• ACTIVITY
Lines from the line with "Engine configuration loader." to the line with "Self::parse(&content)" in the entries below, and only those, must be output exactly, with both ends included.

------ EXCERPTED DATA

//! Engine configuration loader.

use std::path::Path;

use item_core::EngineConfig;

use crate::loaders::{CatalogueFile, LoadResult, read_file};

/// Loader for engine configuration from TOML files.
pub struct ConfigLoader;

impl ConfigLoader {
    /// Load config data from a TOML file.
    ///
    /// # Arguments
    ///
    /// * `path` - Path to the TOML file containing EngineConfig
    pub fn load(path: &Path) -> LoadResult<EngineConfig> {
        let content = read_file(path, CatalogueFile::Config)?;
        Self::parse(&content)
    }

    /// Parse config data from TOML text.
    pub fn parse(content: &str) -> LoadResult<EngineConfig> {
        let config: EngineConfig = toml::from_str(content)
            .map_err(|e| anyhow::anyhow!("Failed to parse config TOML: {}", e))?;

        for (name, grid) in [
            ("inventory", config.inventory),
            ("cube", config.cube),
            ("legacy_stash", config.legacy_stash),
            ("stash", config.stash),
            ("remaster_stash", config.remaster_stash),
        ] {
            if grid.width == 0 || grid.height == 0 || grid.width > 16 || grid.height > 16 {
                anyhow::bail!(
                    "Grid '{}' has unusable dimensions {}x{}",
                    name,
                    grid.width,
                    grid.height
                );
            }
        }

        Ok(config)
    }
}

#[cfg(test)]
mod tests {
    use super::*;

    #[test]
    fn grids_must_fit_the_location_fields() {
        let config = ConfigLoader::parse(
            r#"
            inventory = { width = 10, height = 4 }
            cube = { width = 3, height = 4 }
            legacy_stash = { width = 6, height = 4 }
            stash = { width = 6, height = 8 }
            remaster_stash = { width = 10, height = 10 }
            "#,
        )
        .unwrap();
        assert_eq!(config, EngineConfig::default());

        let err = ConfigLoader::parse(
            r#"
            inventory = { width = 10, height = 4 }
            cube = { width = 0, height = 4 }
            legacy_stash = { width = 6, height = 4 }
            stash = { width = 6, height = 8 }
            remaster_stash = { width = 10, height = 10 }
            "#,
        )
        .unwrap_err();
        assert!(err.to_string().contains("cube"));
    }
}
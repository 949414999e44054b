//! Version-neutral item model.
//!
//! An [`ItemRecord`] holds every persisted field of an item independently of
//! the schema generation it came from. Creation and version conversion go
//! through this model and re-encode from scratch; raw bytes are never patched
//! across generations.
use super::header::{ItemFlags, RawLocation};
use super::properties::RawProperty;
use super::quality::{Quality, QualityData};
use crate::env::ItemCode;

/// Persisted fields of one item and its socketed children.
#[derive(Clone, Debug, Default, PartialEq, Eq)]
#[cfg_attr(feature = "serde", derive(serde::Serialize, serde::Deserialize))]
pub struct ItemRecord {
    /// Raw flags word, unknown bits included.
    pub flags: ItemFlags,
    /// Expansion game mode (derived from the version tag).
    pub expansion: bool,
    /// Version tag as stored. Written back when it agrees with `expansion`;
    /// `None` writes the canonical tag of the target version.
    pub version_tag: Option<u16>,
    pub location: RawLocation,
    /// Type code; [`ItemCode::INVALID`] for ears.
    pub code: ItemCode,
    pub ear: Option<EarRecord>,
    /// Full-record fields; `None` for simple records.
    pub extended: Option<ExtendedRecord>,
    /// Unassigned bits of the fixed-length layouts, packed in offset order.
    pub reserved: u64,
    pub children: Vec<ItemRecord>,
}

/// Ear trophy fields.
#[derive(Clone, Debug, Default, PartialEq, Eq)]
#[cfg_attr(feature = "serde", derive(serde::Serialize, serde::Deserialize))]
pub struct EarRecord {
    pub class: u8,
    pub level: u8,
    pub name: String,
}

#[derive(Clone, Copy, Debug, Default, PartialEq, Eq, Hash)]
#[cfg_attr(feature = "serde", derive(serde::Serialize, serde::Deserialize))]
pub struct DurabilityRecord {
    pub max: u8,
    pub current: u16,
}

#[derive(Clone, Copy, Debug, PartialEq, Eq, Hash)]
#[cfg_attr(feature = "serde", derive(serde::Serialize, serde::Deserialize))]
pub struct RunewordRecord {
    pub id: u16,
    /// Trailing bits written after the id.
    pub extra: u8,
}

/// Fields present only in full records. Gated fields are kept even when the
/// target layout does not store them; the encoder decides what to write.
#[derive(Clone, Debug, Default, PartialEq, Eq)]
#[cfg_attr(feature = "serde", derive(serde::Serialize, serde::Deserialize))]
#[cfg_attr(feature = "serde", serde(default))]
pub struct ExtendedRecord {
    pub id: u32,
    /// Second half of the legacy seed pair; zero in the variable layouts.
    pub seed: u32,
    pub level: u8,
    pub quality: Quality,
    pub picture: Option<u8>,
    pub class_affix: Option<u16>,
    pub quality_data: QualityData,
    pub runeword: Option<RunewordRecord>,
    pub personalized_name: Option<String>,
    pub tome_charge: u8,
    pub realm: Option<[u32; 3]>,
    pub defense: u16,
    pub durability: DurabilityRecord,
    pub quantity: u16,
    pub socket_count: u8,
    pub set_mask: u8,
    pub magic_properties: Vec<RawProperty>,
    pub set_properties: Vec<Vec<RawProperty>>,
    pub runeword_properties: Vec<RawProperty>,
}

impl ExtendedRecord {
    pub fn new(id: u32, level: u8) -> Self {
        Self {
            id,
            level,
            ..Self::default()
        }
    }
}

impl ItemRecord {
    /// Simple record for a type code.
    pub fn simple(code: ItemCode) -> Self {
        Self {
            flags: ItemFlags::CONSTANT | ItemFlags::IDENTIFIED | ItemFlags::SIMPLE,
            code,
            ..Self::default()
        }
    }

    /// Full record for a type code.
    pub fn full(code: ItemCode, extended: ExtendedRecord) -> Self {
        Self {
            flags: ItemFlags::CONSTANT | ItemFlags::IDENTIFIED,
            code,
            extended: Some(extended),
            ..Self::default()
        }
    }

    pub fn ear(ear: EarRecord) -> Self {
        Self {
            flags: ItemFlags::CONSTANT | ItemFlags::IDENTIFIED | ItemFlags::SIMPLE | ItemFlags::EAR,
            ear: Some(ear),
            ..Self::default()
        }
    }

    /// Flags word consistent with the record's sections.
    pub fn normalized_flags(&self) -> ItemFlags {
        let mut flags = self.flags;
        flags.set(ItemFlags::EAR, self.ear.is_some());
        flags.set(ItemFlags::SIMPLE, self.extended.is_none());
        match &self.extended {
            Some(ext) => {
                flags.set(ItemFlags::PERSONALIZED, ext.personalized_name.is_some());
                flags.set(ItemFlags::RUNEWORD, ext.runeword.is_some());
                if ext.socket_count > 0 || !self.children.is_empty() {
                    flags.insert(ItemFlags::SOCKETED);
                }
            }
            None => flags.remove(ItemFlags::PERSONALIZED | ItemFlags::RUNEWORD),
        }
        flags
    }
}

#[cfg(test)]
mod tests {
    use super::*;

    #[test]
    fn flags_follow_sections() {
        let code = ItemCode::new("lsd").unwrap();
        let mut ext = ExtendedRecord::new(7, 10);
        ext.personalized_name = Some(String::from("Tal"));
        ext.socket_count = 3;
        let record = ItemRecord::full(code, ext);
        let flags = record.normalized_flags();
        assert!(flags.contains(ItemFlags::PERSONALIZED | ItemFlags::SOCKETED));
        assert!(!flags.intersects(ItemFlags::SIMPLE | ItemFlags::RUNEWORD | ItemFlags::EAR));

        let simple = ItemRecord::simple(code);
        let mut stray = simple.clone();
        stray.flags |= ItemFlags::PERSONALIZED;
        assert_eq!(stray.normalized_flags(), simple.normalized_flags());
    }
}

------------
------ EXCERPTED DATA

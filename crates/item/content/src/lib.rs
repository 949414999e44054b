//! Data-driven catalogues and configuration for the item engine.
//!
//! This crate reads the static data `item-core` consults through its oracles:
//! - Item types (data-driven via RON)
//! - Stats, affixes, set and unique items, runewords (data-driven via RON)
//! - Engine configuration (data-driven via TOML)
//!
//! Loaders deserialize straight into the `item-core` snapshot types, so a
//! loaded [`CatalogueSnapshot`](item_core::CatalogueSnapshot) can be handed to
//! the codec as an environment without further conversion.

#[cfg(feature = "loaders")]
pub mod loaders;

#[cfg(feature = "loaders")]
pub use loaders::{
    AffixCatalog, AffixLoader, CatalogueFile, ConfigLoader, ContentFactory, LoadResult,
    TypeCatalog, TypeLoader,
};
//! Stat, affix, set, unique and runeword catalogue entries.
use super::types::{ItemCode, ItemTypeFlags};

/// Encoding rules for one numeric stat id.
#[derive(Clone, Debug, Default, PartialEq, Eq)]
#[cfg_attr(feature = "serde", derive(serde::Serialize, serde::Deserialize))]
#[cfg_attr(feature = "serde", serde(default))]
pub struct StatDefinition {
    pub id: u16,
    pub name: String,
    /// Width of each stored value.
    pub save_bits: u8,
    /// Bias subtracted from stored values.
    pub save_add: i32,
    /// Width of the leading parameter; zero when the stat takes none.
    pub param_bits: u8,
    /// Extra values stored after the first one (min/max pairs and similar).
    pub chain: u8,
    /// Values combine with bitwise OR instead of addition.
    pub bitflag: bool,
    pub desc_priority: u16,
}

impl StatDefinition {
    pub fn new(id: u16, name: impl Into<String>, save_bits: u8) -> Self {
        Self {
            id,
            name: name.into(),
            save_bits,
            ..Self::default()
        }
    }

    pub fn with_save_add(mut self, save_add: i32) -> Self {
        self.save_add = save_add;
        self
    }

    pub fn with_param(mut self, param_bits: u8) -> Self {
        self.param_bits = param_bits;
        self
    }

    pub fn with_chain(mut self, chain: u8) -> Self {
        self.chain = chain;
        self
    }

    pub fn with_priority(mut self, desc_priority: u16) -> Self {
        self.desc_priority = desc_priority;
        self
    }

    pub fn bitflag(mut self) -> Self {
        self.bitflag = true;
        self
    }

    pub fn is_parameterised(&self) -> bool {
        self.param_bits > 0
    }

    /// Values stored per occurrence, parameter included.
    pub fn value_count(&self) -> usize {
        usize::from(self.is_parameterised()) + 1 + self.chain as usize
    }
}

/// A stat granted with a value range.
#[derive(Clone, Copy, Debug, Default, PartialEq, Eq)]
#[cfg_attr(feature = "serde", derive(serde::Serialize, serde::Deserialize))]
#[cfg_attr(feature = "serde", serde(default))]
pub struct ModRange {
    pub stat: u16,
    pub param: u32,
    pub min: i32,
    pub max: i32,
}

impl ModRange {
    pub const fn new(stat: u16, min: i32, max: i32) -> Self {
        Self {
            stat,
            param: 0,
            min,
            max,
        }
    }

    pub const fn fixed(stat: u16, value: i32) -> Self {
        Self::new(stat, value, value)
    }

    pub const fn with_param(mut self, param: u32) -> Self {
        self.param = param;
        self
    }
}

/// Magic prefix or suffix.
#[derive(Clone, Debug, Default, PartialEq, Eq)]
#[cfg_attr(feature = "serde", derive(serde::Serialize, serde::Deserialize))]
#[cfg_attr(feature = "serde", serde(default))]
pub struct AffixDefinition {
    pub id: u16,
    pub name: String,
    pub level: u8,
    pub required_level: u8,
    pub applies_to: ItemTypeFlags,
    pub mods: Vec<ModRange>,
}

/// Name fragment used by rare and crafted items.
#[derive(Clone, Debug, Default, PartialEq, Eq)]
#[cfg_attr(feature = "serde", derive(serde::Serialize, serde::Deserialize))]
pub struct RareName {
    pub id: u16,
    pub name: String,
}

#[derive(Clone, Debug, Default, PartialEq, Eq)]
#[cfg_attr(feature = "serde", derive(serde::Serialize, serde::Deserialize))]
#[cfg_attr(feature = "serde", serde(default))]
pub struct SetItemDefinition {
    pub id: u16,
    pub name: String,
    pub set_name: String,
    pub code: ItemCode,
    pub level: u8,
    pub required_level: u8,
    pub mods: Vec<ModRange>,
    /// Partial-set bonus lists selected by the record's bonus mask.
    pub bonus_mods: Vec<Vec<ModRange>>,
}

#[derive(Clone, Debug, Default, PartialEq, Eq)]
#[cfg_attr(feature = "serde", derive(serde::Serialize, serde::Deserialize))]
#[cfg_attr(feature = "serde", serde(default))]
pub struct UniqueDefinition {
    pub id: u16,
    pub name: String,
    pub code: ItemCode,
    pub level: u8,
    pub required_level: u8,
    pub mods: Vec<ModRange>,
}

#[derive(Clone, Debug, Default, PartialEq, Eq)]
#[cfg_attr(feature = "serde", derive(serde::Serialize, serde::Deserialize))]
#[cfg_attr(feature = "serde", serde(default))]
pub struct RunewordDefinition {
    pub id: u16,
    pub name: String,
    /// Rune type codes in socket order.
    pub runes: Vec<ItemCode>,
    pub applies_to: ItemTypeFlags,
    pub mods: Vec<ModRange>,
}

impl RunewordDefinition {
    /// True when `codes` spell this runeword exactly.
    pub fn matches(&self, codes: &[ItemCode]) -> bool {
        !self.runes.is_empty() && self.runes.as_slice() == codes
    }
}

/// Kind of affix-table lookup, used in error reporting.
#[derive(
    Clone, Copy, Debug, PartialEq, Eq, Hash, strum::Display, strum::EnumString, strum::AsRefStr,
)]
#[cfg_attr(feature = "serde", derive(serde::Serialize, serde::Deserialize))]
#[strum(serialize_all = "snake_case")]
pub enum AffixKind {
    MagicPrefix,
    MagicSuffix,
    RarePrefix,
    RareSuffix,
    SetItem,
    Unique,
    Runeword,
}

------------

• SOLUTION TO THIS TASK
//! Engine configuration loader.

use std::path::Path;

use item_core::EngineConfig;

use crate::loaders::{CatalogueFile, LoadResult, read_file};

/// Loader for engine configuration from TOML files.
pub struct ConfigLoader;

impl ConfigLoader {
    /// Load config data from a TOML file.
    ///
    /// # Arguments
    ///
    /// * `path` - Path to the TOML file containing EngineConfig
    pub fn load(path: &Path) -> LoadResult<EngineConfig> {
        let content = read_file(path, CatalogueFile::Config)?;
        Self::parse(&content)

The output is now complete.